Come descriverebbe Città del Messico, una delle metropoli più abitate al mondo, a chi non ci è mai stato?
“Impossibile! Come si descrive una burrata a qualcuno che non l’ha mai assaggiata? Il Messico è insieme un posto contraddittorio, complesso, molto bello, ingiusto, insensato e generoso. Nell’area metropolitana di Città del Messico abitano oltre 20 milioni di persone: si tratta di un luogo costruito sulle acque ma che continua a espandersi e che racchiude più città in una. Inoltre, rappresenta gli aspetti peggiori del Messico: ingiustizie profonde, antiche e tremende”.

Il cibo è un altro punto focale nel romanzo: come ci relazioniamo con quello che mangiamo?
“Il cibo è amore, famiglia, condivisione, gioia, orgoglio nazionale e anche conforto.
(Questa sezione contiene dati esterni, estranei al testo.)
//! Upstream resources and the user-facing wording of their failures

use serde::{Deserialize, Serialize};
use thiserror::Error;

/// A resource fetched from one of the upstream providers
#[derive(Debug, Clone, Copy, PartialEq, Eq, Hash, Serialize, Deserialize)]
#[serde(rename_all = "snake_case")]
pub enum UpstreamResource {
    CurrentWeather,
    Forecast,
    UserProfile,
    Repositories,
}

impl UpstreamResource {
    /// Name of the query parameter identifying the resource, capitalized
    /// for use at the start of a message
    pub fn parameter(&self) -> &'static str {
        match self {
            UpstreamResource::CurrentWeather | UpstreamResource::Forecast => "City",
            UpstreamResource::UserProfile | UpstreamResource::Repositories => "Username",
        }
    }

    pub fn provider(&self) -> &'static str {
        match self {
            UpstreamResource::CurrentWeather | UpstreamResource::Forecast => "weather",
            UpstreamResource::UserProfile | UpstreamResource::Repositories => "github",
        }
    }

    /// Message for a non-success upstream status
    pub fn status_message(&self, status: u16) -> String {
        match (self, status) {
            (UpstreamResource::CurrentWeather, 404) => {
                "City not found. Please check the spelling and try again.".to_string()
            }
            (UpstreamResource::Forecast, 404) => "City not found for forecast data".to_string(),
            (UpstreamResource::UserProfile, 404) => "User not found".to_string(),
            (UpstreamResource::Repositories, 404) => {
                "Repositories not found for this user".to_string()
            }
            (UpstreamResource::CurrentWeather, 401) => {
                "Weather service authentication failed. Please try again later.".to_string()
            }
            (UpstreamResource::Forecast, 401) => {
                "Weather service authentication failed".to_string()
            }
            (UpstreamResource::UserProfile | UpstreamResource::Repositories, 401) => {
                "GitHub authentication failed. Please try again later.".to_string()
            }
            (_, 429) => "Too many requests. Please wait a moment and try again.".to_string(),
            (resource, code) => format!("{} not available (status: {})", resource.noun(), code),
        }
    }

    /// Message when the upstream could not be reached or its body was unreadable
    pub fn fetch_failure_message(&self) -> String {
        format!("Failed to fetch {}", self.fetch_noun())
    }

    fn noun(&self) -> &'static str {
        match self {
            UpstreamResource::CurrentWeather => "Weather data",
            UpstreamResource::Forecast => "Forecast data",
            UpstreamResource::UserProfile => "User data",
            UpstreamResource::Repositories => "Repositories",
        }
    }

    fn fetch_noun(&self) -> &'static str {
        match self {
            UpstreamResource::CurrentWeather => "weather data",
            UpstreamResource::Forecast => "forecast data",
            UpstreamResource::UserProfile => "user data",
            UpstreamResource::Repositories => "repositories",
        }
    }
}

impl std::fmt::Display for UpstreamResource {
    fn fmt(&self, f: &mut std::fmt::Formatter<'_>) -> std::fmt::Result {
        let name = match self {
            UpstreamResource::CurrentWeather => "current_weather",
            UpstreamResource::Forecast => "forecast",
            UpstreamResource::UserProfile => "user_profile",
            UpstreamResource::Repositories => "repositories",
        };
        f.write_str(name)
    }
}

/// Rejection of an identifying parameter before any upstream call
#[derive(Debug, Clone, PartialEq, Eq, Error)]
pub enum ParameterError {
    #[error("{0} parameter is required")]
    Missing(&'static str),
}

/// Check that the identifying parameter for a resource is present and
/// non-empty; the value is forwarded exactly as given
pub fn require_parameter(
    resource: UpstreamResource,
    value: Option<&str>,
) -> Result<&str, ParameterError> {
    match value {
        Some(v) if !v.is_empty() => Ok(v),
        _ => Err(ParameterError::Missing(resource.parameter())),
    }
}
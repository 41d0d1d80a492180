//! GitHub profile and repository models

use chrono::{DateTime, Utc};
use serde::{Deserialize, Serialize};

/// A public user profile from `/users/{username}`
#[derive(Debug, Clone, Serialize, Deserialize, PartialEq)]
pub struct UserProfile {
    pub login: String,
    pub name: Option<String>,
    pub avatar_url: String,
    pub bio: Option<String>,
    pub location: Option<String>,
    pub blog: Option<String>,
    #[serde(default)]
    pub public_repos: u32,
    #[serde(default)]
    pub followers: u32,
    #[serde(default)]
    pub following: u32,
    pub created_at: Option<DateTime<Utc>>,
}

impl UserProfile {
    /// Display name, falling back to the login when the profile has none
    pub fn display_name(&self) -> &str {
        match self.name.as_deref() {
            Some(name) if !name.trim().is_empty() => name,
            _ => &self.login,
        }
    }
}

/// A repository from `/users/{username}/repos`
#[derive(Debug, Clone, Serialize, Deserialize, PartialEq)]
pub struct Repository {
    pub id: u64,
    pub name: String,
    pub full_name: Option<String>,
    pub description: Option<String>,
    pub html_url: Option<String>,
    #[serde(default)]
    pub stargazers_count: u64,
    #[serde(default)]
    pub forks_count: u64,
    #[serde(default)]
    pub watchers_count: u64,
    /// Size in kilobytes
    #[serde(default)]
    pub size: u64,
    pub language: Option<String>,
    pub created_at: Option<DateTime<Utc>>,
    pub updated_at: Option<DateTime<Utc>>,
}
Non so spiegare molto bene questa relazione, ma sono sicura che i miei lettori italiani possano capire i messicani e il modo in cui il cibo diventa parte delle storie che ho deciso di raccontare”.

Perché Alfonso, uno dei personaggi principali, si impegna a far conoscere il significato della parola “umami”?
“Alfonso vuole applicare il termine, scoperto centinaia di anni fa dai giapponesi, al cibo messicano. Il dolore che deriva dall’essere vedovo ha un sapore simile all’umami: è molto difficile da spiegare e varia dal dolce al salato. Il suo lutto è difficile da esprimere, passa dalla nostalgia alla disperazione: per questo motivo scrive della moglie scomparsa”.